European guidelines, in place since 2003, recommend overnight observation after a percutaneous transluminal angioplasty (PTA) procedure. The French Society of Vascular and Endovascular Surgery (SCVE) in 2019 released the first guidelines for outpatient management in France, providing help to physicians on how to deal with legal issues. Concerns about how to deal with complications is one of the issues that may be affecting the development of outpatient endovascular intervention, he suggested. Other factors are economic and clinical.

Economic factors, he said, may be related to regulatory issues, but also to the need to demonstrate societal cost-effectiveness. Clinical issues relate to the need to demonstrate the safety and efficiency of ambulatory management, the benefits of different devices, and whether it is possible to perform manual compression.

Gouëffic said: “Further evidence is required to ensure the clinical, legal, and medical economic value of outpatient management.” He described three trials that are aiming to do so.

One, the Freedom registry, has been set up to demonstrate the feasibility of same-day discharge after manual puncture point compression in patients treated for PAD by endovascular technique with a 5F sheath femoral approach. So far, 111 of the 150 patients to be included in the trial have been recruited.

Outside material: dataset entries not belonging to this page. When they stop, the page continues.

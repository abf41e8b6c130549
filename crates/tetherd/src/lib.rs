//! Lifecycle and IPC substrate for a shared local daemon.
//!
//! Every `tetherd` process starts the same way: it loads configuration,
//! initialises structured telemetry and then elects a role.
//!
//! - **daemon**: no healthy daemon exists, so this process binds the local
//!   socket, writes the lock record and serves clients until a signal or an
//!   upgrade request drains it.
//! - **proxy**: a daemon answered the handshake with the instance id named
//!   in the lock record, so this process forwards its request stream to it.
//! - **standalone**: the daemon is disabled or refused this client, so
//!   requests are served in-process.
//!
//! Election only trusts a daemon that proves its identity over the socket.
//! A live pid alone is not enough, because pids are reused. Losing the race
//! for the lock is not an error; the loser re-elects and usually ends up a
//! proxy.
//!
//! While serving, the daemon tracks in-flight requests in the
//! [`ShutdownCoordinator`], which drains them on shutdown and force-kills
//! whatever is left when the grace period runs out. A
//! [`TimeoutChecker`] periodically confirms the daemon still owns the lock
//! and reaps silent clients, backing off through a circuit breaker when the
//! check keeps failing.

pub mod bootstrap;
pub mod breaker;
pub mod clock;
mod health;
pub mod identity;
pub mod lock;
mod process;
pub mod proxy;
pub mod server;
pub mod shutdown;
pub mod stdio;
mod telemetry;
pub mod transport;

pub use bootstrap::{Bootstrap, BootstrapError, DaemonMode, ModeDecision};
pub use breaker::{CircuitState, TimeoutChecker};
pub use health::{HealthReporter, StructuredHealthReporter};
pub use lock::{LockManager, LockRecord};
pub use process::{
    ConfigLoader, LaunchError, LaunchOutcome, LaunchPlan, MAX_ELECTION_ATTEMPTS, ProcessControl,
    ServiceDeps, ShutdownSignal, SignalError, StaticConfigLoader, StdioStreams,
    SystemConfigLoader, SystemShutdownSignal, run, run_standalone, run_with,
};
pub use server::{DaemonServer, RequestHandler};
pub use shutdown::ShutdownCoordinator;
pub use telemetry::{TelemetryError, TelemetryHandle, TelemetrySettings};

#[cfg(test)]
mod tests;
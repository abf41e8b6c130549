//! Daemon side of the IPC substrate.
//!
//! [`DaemonServer`] serves each accepted connection as a session: the first
//! message must be a handshake, after which heartbeats, requests,
//! notifications and upgrade requests are handled in arrival order. Connected
//! clients live in the [`ClientRegistry`], which also delivers the shutdown
//! coordinator's broadcasts.

mod daemon;
mod handler;
mod registry;
mod session;
mod supervision;

pub use self::daemon::{DaemonIdentity, DaemonServer};
pub use self::handler::{EchoHandler, HandlerError, RequestHandler};
pub use self::registry::{ClientRegistry, SharedWriter};
pub use self::supervision::DaemonSupervisor;

const SERVER_TARGET: &str = concat!(env!("CARGO_PKG_NAME"), "::server");
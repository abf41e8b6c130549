//! Layered configuration shared by `tetherd` and its clients.
//!
//! Values resolve from built-in defaults, then configuration files, then
//! `TETHER_*` environment variables, then command-line flags. The daemon and
//! proxy processes must resolve the same socket and runtime directory,
//! otherwise election would happen against two different lock records.

mod defaults;
mod logging;
mod runtime;
mod socket;

use std::time::Duration;

use ortho_config::OrthoConfig;
use serde::{Deserialize, Serialize};

pub use defaults::{
    DEFAULT_CIRCUIT_COOLDOWN_MS, DEFAULT_HEALTH_CHECK_TIMEOUT_MS, DEFAULT_HEARTBEAT_INTERVAL_MS,
    DEFAULT_LOG_FILTER, DEFAULT_MAX_CONSECUTIVE_ERRORS, DEFAULT_MIN_CLIENT_VERSION,
    DEFAULT_SHUTDOWN_CHECK_INTERVAL_MS, DEFAULT_SHUTDOWN_MAX_WAIT_MS, DEFAULT_TCP_PORT,
    DEFAULT_TIMEOUT_CHECK_INTERVAL_MS, LOCK_FILE_NAME, MIN_SHUTDOWN_CHECK_INTERVAL_MS,
    RUNTIME_NAMESPACE, SOCKET_FILE_NAME, default_log_filter, default_log_filter_string,
    default_log_format, default_min_client_version, default_runtime_directory,
    default_socket_endpoint,
};
pub use logging::{LogFormat, LogFormatParseError};
pub use runtime::{RuntimePaths, RuntimePathsError};
pub use socket::{SocketEndpoint, SocketParseError, SocketPreparationError};

/// Resolved settings for the daemon lifecycle.
#[derive(Debug, Clone, PartialEq, Eq, Deserialize, Serialize, OrthoConfig)]
#[ortho_config(prefix = "TETHER")]
pub struct Config {
    /// Socket the daemon listens on and clients dial.
    #[ortho_config(default = default_socket_endpoint())]
    pub daemon_socket: SocketEndpoint,
    /// `tracing` filter directives.
    #[ortho_config(default = default_log_filter_string())]
    pub log_filter: String,
    /// Diagnostic output format.
    #[ortho_config(default = default_log_format())]
    pub log_format: LogFormat,
    /// Forces standalone mode, skipping election entirely.
    #[ortho_config(default = false)]
    pub disable_daemon: bool,
    /// Bound on the liveness probe's connect and handshake reply.
    #[ortho_config(default = DEFAULT_HEALTH_CHECK_TIMEOUT_MS)]
    pub health_check_timeout_ms: u64,
    /// Bound on the graceful drain.
    #[ortho_config(default = DEFAULT_SHUTDOWN_MAX_WAIT_MS)]
    pub shutdown_max_wait_ms: u64,
    /// Drain poll interval.
    #[ortho_config(default = DEFAULT_SHUTDOWN_CHECK_INTERVAL_MS)]
    pub shutdown_check_interval_ms: u64,
    /// Period of the supervised timeout check.
    #[ortho_config(default = DEFAULT_TIMEOUT_CHECK_INTERVAL_MS)]
    pub timeout_check_interval_ms: u64,
    /// Failures in a row that open the circuit.
    #[ortho_config(default = DEFAULT_MAX_CONSECUTIVE_ERRORS)]
    pub max_consecutive_errors: u32,
    /// Cooldown before an open circuit admits a trial call.
    #[ortho_config(default = DEFAULT_CIRCUIT_COOLDOWN_MS)]
    pub circuit_cooldown_ms: u64,
    /// Period between proxy heartbeats.
    #[ortho_config(default = DEFAULT_HEARTBEAT_INTERVAL_MS)]
    pub heartbeat_interval_ms: u64,
    /// Oldest client release the daemon admits.
    #[ortho_config(default = default_min_client_version())]
    pub min_client_version: String,
}

impl Default for Config {
    fn default() -> Self {
        Self {
            daemon_socket: default_socket_endpoint(),
            log_filter: default_log_filter_string(),
            log_format: default_log_format(),
            disable_daemon: false,
            health_check_timeout_ms: DEFAULT_HEALTH_CHECK_TIMEOUT_MS,
            shutdown_max_wait_ms: DEFAULT_SHUTDOWN_MAX_WAIT_MS,
            shutdown_check_interval_ms: DEFAULT_SHUTDOWN_CHECK_INTERVAL_MS,
            timeout_check_interval_ms: DEFAULT_TIMEOUT_CHECK_INTERVAL_MS,
            max_consecutive_errors: DEFAULT_MAX_CONSECUTIVE_ERRORS,
            circuit_cooldown_ms: DEFAULT_CIRCUIT_COOLDOWN_MS,
            heartbeat_interval_ms: DEFAULT_HEARTBEAT_INTERVAL_MS,
            min_client_version: default_min_client_version(),
        }
    }
}

impl Config {
    /// Socket the daemon listens on.
    #[must_use]
    pub fn daemon_socket(&self) -> &SocketEndpoint {
        &self.daemon_socket
    }

    /// `tracing` filter directives.
    #[must_use]
    pub fn log_filter(&self) -> &str {
        &self.log_filter
    }

    /// Diagnostic output format.
    #[must_use]
    pub fn log_format(&self) -> LogFormat {
        self.log_format
    }

    /// Whether election is skipped in favour of standalone mode.
    #[must_use]
    pub fn daemon_disabled(&self) -> bool {
        self.disable_daemon
    }

    /// Bound on the liveness probe.
    #[must_use]
    pub fn health_check_timeout(&self) -> Duration {
        Duration::from_millis(self.health_check_timeout_ms)
    }

    /// Bound on the graceful drain.
    #[must_use]
    pub fn shutdown_max_wait(&self) -> Duration {
        Duration::from_millis(self.shutdown_max_wait_ms)
    }

    /// Drain poll interval, never below
    /// [`MIN_SHUTDOWN_CHECK_INTERVAL_MS`].
    #[must_use]
    pub fn shutdown_check_interval(&self) -> Duration {
        Duration::from_millis(
            self.shutdown_check_interval_ms
                .max(MIN_SHUTDOWN_CHECK_INTERVAL_MS),
        )
    }

    /// Period of the supervised timeout check.
    #[must_use]
    pub fn timeout_check_interval(&self) -> Duration {
        Duration::from_millis(self.timeout_check_interval_ms)
    }

    /// Failures in a row that open the circuit, never zero.
    #[must_use]
    pub fn max_consecutive_errors(&self) -> u32 {
        self.max_consecutive_errors.max(1)
    }

    /// Cooldown before an open circuit admits a trial call.
    #[must_use]
    pub fn circuit_cooldown(&self) -> Duration {
        Duration::from_millis(self.circuit_cooldown_ms)
    }

    /// Period between proxy heartbeats.
    #[must_use]
    pub fn heartbeat_interval(&self) -> Duration {
        Duration::from_millis(self.heartbeat_interval_ms)
    }

    /// Oldest client release the daemon admits.
    #[must_use]
    pub fn min_client_version(&self) -> &str {
        &self.min_client_version
    }
}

A second, the STEP study, is a randomised trial comparing two arterial devices to assess their value in outpatient management. At the time of the presentation, only one patient remained to be enrolled, with 229 of the required 230 patients already recruited.

Gouëffic also outlined details of a medical economics study, the AMBUVASC trial, which has finished recruiting patients. This is a French multicentre randomised controlled trial to evaluate the efficiency of outpatient versus hospital PAD intervention.

“We have no medical economic study available to assess the cost-efficiency of outpatient [treatment]. The objective of AMBUVASC is to compare the utility cost of conventional hospitalisation versus ambulatory hospitalisation using an arterial closure device.”

The primary endpoint of the study is the incremental cost-effective ratio (ICER). This describes the extra cost per one additional unit of patient outcome, and consists of a cost utility and a cost-effectiveness analysis. Quality adjusted life years (QALYs) are also used to measure ICER. Secondary endpoints include safety, complication rates, functional improvements, and time taken to return to employment.

A vote at the end of the audience discussion that followed indicated that 63% among the audience would recommend ambulatory treatment for their own patients with PAD.